• **Records supplied**
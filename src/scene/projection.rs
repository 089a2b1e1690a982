//! Forward projection of eye features into the scene camera.
//!
//! Every feature is imaged by finding the ray that leaves it, crosses a
//! [`Route`] of optical systems and then passes through the camera centre.
//! That ray is found by a damped Newton search on two angular offsets of the
//! launch direction. Searches run in scene coordinates; eye-fixed legs of a
//! route are traced in the rotated eye frame.

use log::{debug, warn};
use nalgebra::{Matrix2, Vector2, Vector3};
use serde::{Deserialize, Serialize};

use super::{EyeFrame, SceneGeometry};
use crate::eye::EyePose;
use crate::geometry::fit::{fit_ellipse, MIN_FIT_POINTS};
use crate::geometry::Ellipse;
use crate::optics::{trace, OpticalSystem, RayPath};
use crate::quadric::Ray;

/// Largest allowed distance in mm between the exit ray and its target.
const AIM_TOLERANCE: f64 = 1e-9;
const AIM_MAX_ITERATIONS: usize = 20;
const AIM_FD_STEP: f64 = 1e-7;
const AIM_MAX_HALVINGS: usize = 10;

#[derive(thiserror::Error, Debug, Clone, PartialEq)]
pub enum ProjectionError {
    #[error("Only {found} perimeter points reached the camera, {needed} needed")]
    InsufficientBoundaryPoints { found: usize, needed: usize },
    #[error("Projected perimeter does not fit an ellipse")]
    EllipseFit,
    #[error("Pose must be finite with a positive stop radius")]
    InvalidPose,
    #[error("No ray from the feature reaches the camera")]
    Unreachable,
}

/// Image of the stop for one pose.
#[derive(Debug, Clone, PartialEq, Serialize, Deserialize)]
pub struct StopProjection {
    /// Pixels of the perimeter points that reached the camera.
    pub points: Vec<Vector2<f64>>,
    pub ellipse: Ellipse,
}

/// Frame a leg of a [`Route`] is fixed in.
#[derive(Debug, Clone, Copy, PartialEq, Eq)]
pub(crate) enum Mount {
    Eye,
    Scene,
}

/// Optical systems crossed one after another. Rays enter and leave in scene
/// coordinates.
pub(crate) struct Route<'a> {
    frame: EyeFrame,
    legs: Vec<(Mount, &'a OpticalSystem)>,
}

impl<'a> Route<'a> {
    pub(crate) fn new(frame: EyeFrame) -> Self {
        Route {
            frame,
            legs: Vec::new(),
        }
    }

    /// Appends `system` unless it is absent or empty.
    pub(crate) fn then(mut self, mount: Mount, system: Option<&'a OpticalSystem>) -> Self {
        if let Some(system) = system.filter(|s| !s.is_empty()) {
            self.legs.push((mount, system));
        }
        self
    }

    /// Traces `ray` through every leg. The path is in scene coordinates.
    pub(crate) fn trace(&self, ray: &Ray) -> Option<(Ray, RayPath)> {
        let mut current = *ray;
        let mut path = RayPath {
            points: vec![ray.origin],
            directions: vec![ray.direction],
        };
        for (mount, system) in &self.legs {
            let (exit, leg) = match mount {
                Mount::Scene => trace(&current, system).ok()?,
                Mount::Eye => {
                    let local = Ray {
                        origin: self.frame.to_eye_point(&current.origin),
                        direction: self.frame.to_eye_direction(&current.direction),
                    };
                    let (exit, leg) = trace(&local, system).ok()?;
                    let exit = Ray {
                        origin: self.frame.to_world_point(&exit.origin),
                        direction: self.frame.to_world_direction(&exit.direction),
                    };
                    let leg = RayPath {
                        points: leg.points.iter().map(|p| self.frame.to_world_point(p)).collect(),
                        directions: leg.directions.iter().map(|d| self.frame.to_world_direction(d)).collect(),
                    };
                    (exit, leg)
                }
            };
            path.points.extend(leg.points.into_iter().skip(1));
            path.directions.extend(leg.directions.into_iter().skip(1));
            current = exit;
        }
        Some((current, path))
    }
}

/// Exit ray of `route` for a ray launched from `origin` with `direction`,
/// and the perpendicular miss vector from that ray to `target`.
fn miss(
    route: &Route,
    origin: &Vector3<f64>,
    direction: &Vector3<f64>,
    target: &Vector3<f64>,
) -> Option<(Vector3<f64>, RayPath)> {
    let (exit, path) = route.trace(&Ray::new(*origin, *direction))?;
    let to_target = target - exit.origin;
    let along = to_target.dot(&exit.direction);
    if along <= 0.0 {
        return None;
    }
    Some((to_target - exit.direction * along, path))
}

/// Launch direction from `origin` whose exit ray through `route` passes
/// within [`AIM_TOLERANCE`] of `target`, starting the search at `initial`.
///
/// Returns the launch direction and the traced path, or `None` when the
/// search does not converge.
pub(crate) fn aim(
    route: &Route,
    origin: &Vector3<f64>,
    initial: &Vector3<f64>,
    target: &Vector3<f64>,
) -> Option<(Vector3<f64>, RayPath)> {
    let d0 = initial.try_normalize(f64::EPSILON)?;
    let helper = if d0.x.abs() < 0.9 {
        Vector3::x()
    } else {
        Vector3::y()
    };
    let e1 = d0.cross(&helper).normalize();
    let e2 = d0.cross(&e1);

    let direction = |offset: &Vector2<f64>| (d0 + e1 * offset.x + e2 * offset.y).normalize();
    let residual = |offset: &Vector2<f64>| {
        miss(route, origin, &direction(offset), target)
            .map(|(m, path)| (Vector2::new(m.dot(&e1), m.dot(&e2)), m.norm(), path))
    };

    let mut offset = Vector2::zeros();
    let (mut r, mut distance, mut path) = residual(&offset)?;
    for _ in 0..AIM_MAX_ITERATIONS {
        if distance < AIM_TOLERANCE {
            return Some((direction(&offset), path));
        }

        let mut jacobian = Matrix2::zeros();
        for k in 0..2 {
            let mut shifted = offset;
            shifted[k] += AIM_FD_STEP;
            let (r_k, _, _) = residual(&shifted)?;
            jacobian.set_column(k, &((r_k - r) / AIM_FD_STEP));
        }
        let step = jacobian.lu().solve(&(-r))?;

        let mut scale = 1.0;
        let mut accepted = false;
        for _ in 0..AIM_MAX_HALVINGS {
            let candidate = offset + step * scale;
            if let Some((r_new, d_new, p_new)) = residual(&candidate) {
                if d_new < distance {
                    offset = candidate;
                    r = r_new;
                    distance = d_new;
                    path = p_new;
                    accepted = true;
                    break;
                }
            }
            scale *= 0.5;
        }
        if !accepted {
            break;
        }
    }
    (distance < AIM_TOLERANCE).then(|| (direction(&offset), path))
}

impl SceneGeometry {
    /// Stop outwards through the rotated cornea, then the spectacles.
    pub(crate) fn stop_route(&self, frame: EyeFrame) -> Route<'_> {
        Route::new(frame)
            .then(Mount::Eye, Some(self.stop_to_camera()))
            .then(Mount::Scene, self.spectacles())
    }

    /// Projects the stop perimeter of `pose` into the camera and fits an
    /// ellipse to it.
    ///
    /// Perimeter points whose ray cannot be aimed at the camera, or that land
    /// outside the image, are dropped.
    pub fn project_pose(&self, pose: &EyePose) -> Result<StopProjection, ProjectionError> {
        if !pose.is_finite() || pose.stop_radius <= 0.0 {
            return Err(ProjectionError::InvalidPose);
        }
        let frame = self.frame(pose);
        let route = self.stop_route(frame);
        let camera = &self.config().camera;
        let target = camera.position();
        let perimeter = self
            .eye()
            .stop
            .perimeter(pose.stop_radius, self.config().perimeter_points);

        let points: Vec<Vector2<f64>> = perimeter
            .iter()
            .filter_map(|point| {
                let origin = frame.to_world_point(point);
                let (_, path) = aim(&route, &origin, &(target - origin), &target)?;
                let exit = path.directions.last()?;
                let pixel = camera.project_direction(&-exit).ok()?;
                camera.is_in_image(&pixel).then_some(pixel)
            })
            .collect();

        let dropped = perimeter.len() - points.len();
        if dropped > 0 {
            debug!("{dropped} of {} perimeter points did not reach the camera", perimeter.len());
        }
        if points.len() < MIN_FIT_POINTS {
            warn!(
                "Pose {:?} leaves {} perimeter points, cannot fit an ellipse",
                pose.to_array(),
                points.len()
            );
            return Err(ProjectionError::InsufficientBoundaryPoints {
                found: points.len(),
                needed: MIN_FIT_POINTS,
            });
        }
        let ellipse = fit_ellipse(&points).ok_or(ProjectionError::EllipseFit)?;
        Ok(StopProjection { points, ellipse })
    }

    /// Pixel of the corneal reflection of a light source at the camera
    /// centre.
    pub fn project_glint(&self, pose: &EyePose) -> Result<Vector2<f64>, ProjectionError> {
        if !pose.is_finite() {
            return Err(ProjectionError::InvalidPose);
        }
        let frame = self.frame(pose);
        let route = Route::new(frame)
            .then(Mount::Scene, self.spectacles_inward.as_ref())
            .then(Mount::Eye, Some(self.glint()))
            .then(Mount::Scene, self.spectacles());
        let camera = self.config().camera.position();
        let (launch, _) = aim(
            &route,
            &camera,
            &(frame.to_world_point(&self.corneal_center()) - camera),
            &camera,
        )
        .ok_or(ProjectionError::Unreachable)?;
        self.config()
            .camera
            .project_direction(&launch)
            .map_err(|_| ProjectionError::Unreachable)
    }

    /// Scene-frame path of the ray that leaves `retinal_point` (eye frame)
    /// and reaches the camera centre.
    pub fn retina_to_camera_path(
        &self,
        pose: &EyePose,
        retinal_point: &Vector3<f64>,
    ) -> Result<RayPath, ProjectionError> {
        if !pose.is_finite() {
            return Err(ProjectionError::InvalidPose);
        }
        let frame = self.frame(pose);
        let route = Route::new(frame)
            .then(Mount::Eye, Some(self.retina_to_camera()))
            .then(Mount::Scene, self.spectacles());
        let camera = self.config().camera.position();
        let origin = frame.to_world_point(retinal_point);
        let (_, path) = aim(&route, &origin, &(camera - origin), &camera).ok_or(ProjectionError::Unreachable)?;
        Ok(path)
    }
}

• **Exercise aim**
Exact reproduction is required. Give the lines of the data from its first line through the line containing "through the camera centre.", and no others.

• **Response to this exercise**
filename src/scene/projection.rs
repository 089a2b1e1690a982
//! Forward projection of eye features into the scene camera.
//!
//! Every feature is imaged by finding the ray that leaves it, crosses a
//! [`Route`] of optical systems and then passes through the camera centre.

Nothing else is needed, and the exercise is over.